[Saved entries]
*** Begin section ***
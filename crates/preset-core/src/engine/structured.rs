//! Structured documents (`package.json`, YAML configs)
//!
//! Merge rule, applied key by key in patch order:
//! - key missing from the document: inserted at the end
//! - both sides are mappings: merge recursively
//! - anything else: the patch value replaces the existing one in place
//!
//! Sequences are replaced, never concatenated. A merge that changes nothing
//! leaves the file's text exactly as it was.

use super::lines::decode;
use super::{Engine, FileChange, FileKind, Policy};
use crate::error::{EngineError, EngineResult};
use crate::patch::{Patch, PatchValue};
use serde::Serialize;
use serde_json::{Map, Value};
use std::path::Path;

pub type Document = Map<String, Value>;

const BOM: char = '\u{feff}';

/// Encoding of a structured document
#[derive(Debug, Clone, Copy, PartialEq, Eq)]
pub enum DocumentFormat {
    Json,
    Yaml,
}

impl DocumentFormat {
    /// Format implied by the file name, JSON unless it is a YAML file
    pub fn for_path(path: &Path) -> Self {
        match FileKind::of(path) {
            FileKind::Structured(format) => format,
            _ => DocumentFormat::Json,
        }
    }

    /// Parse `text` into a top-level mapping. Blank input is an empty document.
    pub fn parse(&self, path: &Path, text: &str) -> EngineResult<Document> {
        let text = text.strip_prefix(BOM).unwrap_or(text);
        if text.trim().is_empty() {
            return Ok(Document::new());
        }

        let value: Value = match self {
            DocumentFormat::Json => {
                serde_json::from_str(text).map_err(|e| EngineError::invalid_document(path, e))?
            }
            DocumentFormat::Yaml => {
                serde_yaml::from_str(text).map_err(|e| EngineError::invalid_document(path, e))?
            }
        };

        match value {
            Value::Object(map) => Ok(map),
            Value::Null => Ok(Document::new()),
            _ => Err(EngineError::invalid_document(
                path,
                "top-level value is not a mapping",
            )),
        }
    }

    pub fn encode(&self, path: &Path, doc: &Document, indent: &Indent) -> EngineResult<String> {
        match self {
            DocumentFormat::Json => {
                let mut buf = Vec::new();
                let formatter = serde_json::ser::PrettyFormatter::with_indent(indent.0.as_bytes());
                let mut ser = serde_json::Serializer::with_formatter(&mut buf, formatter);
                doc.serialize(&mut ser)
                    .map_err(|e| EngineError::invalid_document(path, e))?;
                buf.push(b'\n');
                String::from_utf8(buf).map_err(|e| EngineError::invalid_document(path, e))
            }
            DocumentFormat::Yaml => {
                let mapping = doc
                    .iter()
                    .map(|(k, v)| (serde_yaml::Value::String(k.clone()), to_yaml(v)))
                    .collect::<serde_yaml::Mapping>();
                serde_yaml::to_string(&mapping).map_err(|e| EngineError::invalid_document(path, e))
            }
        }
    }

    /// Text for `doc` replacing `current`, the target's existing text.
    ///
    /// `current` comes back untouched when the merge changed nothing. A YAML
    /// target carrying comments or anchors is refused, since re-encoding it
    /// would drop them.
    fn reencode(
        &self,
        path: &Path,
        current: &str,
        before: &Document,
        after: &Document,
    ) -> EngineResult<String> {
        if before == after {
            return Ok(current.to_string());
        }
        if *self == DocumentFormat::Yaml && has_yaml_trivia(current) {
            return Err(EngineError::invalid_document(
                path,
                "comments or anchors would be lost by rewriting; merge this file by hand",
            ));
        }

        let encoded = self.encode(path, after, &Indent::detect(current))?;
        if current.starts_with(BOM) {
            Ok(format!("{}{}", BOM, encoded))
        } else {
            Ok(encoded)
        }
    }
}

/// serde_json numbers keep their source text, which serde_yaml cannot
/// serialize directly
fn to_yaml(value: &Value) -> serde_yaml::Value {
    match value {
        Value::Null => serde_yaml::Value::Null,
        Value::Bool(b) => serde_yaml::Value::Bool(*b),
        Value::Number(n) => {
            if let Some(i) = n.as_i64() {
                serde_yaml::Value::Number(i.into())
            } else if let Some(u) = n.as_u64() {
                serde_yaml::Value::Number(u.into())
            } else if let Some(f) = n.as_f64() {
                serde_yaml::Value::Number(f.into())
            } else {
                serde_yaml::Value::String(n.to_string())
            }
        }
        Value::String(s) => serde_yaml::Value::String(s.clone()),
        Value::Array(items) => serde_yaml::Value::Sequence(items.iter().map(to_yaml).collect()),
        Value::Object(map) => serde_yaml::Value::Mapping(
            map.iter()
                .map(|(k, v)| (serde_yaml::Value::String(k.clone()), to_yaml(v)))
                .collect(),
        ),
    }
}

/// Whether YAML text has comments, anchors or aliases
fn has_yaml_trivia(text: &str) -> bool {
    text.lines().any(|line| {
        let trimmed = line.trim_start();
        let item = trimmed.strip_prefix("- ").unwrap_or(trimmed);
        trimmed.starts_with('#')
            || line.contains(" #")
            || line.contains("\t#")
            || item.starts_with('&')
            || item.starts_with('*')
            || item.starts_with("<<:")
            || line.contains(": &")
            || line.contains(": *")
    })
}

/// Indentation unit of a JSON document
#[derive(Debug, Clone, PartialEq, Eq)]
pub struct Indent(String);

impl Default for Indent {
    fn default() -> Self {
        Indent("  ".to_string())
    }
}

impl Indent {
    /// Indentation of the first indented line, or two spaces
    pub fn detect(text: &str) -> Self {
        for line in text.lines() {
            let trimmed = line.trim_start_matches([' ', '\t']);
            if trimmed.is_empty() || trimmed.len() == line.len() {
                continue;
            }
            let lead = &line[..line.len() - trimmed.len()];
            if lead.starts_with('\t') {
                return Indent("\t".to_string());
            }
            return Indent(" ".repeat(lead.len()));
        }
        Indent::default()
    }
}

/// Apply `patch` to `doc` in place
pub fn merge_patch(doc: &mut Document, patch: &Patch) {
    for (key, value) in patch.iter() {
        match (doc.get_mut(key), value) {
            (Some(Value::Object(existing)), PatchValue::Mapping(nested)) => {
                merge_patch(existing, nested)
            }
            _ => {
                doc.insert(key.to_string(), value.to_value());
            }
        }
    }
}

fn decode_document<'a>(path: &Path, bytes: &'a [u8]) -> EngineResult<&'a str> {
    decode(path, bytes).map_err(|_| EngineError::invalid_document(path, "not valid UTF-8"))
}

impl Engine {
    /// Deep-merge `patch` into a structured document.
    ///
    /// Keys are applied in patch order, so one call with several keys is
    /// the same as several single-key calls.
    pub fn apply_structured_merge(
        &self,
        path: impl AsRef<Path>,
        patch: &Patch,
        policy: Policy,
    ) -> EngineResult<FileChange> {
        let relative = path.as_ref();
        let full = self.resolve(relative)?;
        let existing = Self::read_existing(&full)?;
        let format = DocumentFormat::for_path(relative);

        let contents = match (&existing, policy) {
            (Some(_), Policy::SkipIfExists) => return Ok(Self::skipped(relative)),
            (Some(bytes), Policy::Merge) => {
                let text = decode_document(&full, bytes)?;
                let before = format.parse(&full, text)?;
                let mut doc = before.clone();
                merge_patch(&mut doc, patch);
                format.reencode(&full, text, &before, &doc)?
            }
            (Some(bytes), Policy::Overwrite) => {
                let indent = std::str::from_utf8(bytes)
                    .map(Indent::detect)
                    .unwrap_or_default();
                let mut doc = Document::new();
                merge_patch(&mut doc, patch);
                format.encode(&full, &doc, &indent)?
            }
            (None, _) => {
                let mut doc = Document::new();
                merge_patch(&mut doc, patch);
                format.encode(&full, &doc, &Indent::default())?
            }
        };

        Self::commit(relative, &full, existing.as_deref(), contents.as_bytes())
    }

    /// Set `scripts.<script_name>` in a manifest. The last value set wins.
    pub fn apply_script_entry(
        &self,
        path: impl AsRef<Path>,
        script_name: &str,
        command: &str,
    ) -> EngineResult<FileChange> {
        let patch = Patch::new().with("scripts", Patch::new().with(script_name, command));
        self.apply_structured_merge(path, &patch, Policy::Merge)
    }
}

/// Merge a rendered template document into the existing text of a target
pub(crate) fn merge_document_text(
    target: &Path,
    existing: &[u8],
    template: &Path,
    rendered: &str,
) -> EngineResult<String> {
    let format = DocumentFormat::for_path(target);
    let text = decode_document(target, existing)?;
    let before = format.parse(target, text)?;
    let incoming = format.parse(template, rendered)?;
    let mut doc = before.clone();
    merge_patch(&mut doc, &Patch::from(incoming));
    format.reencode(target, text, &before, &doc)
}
*** End section ***
Problem:
Report how many lines of the records above contain the word "reencode", giving only the number.

Completed task:
3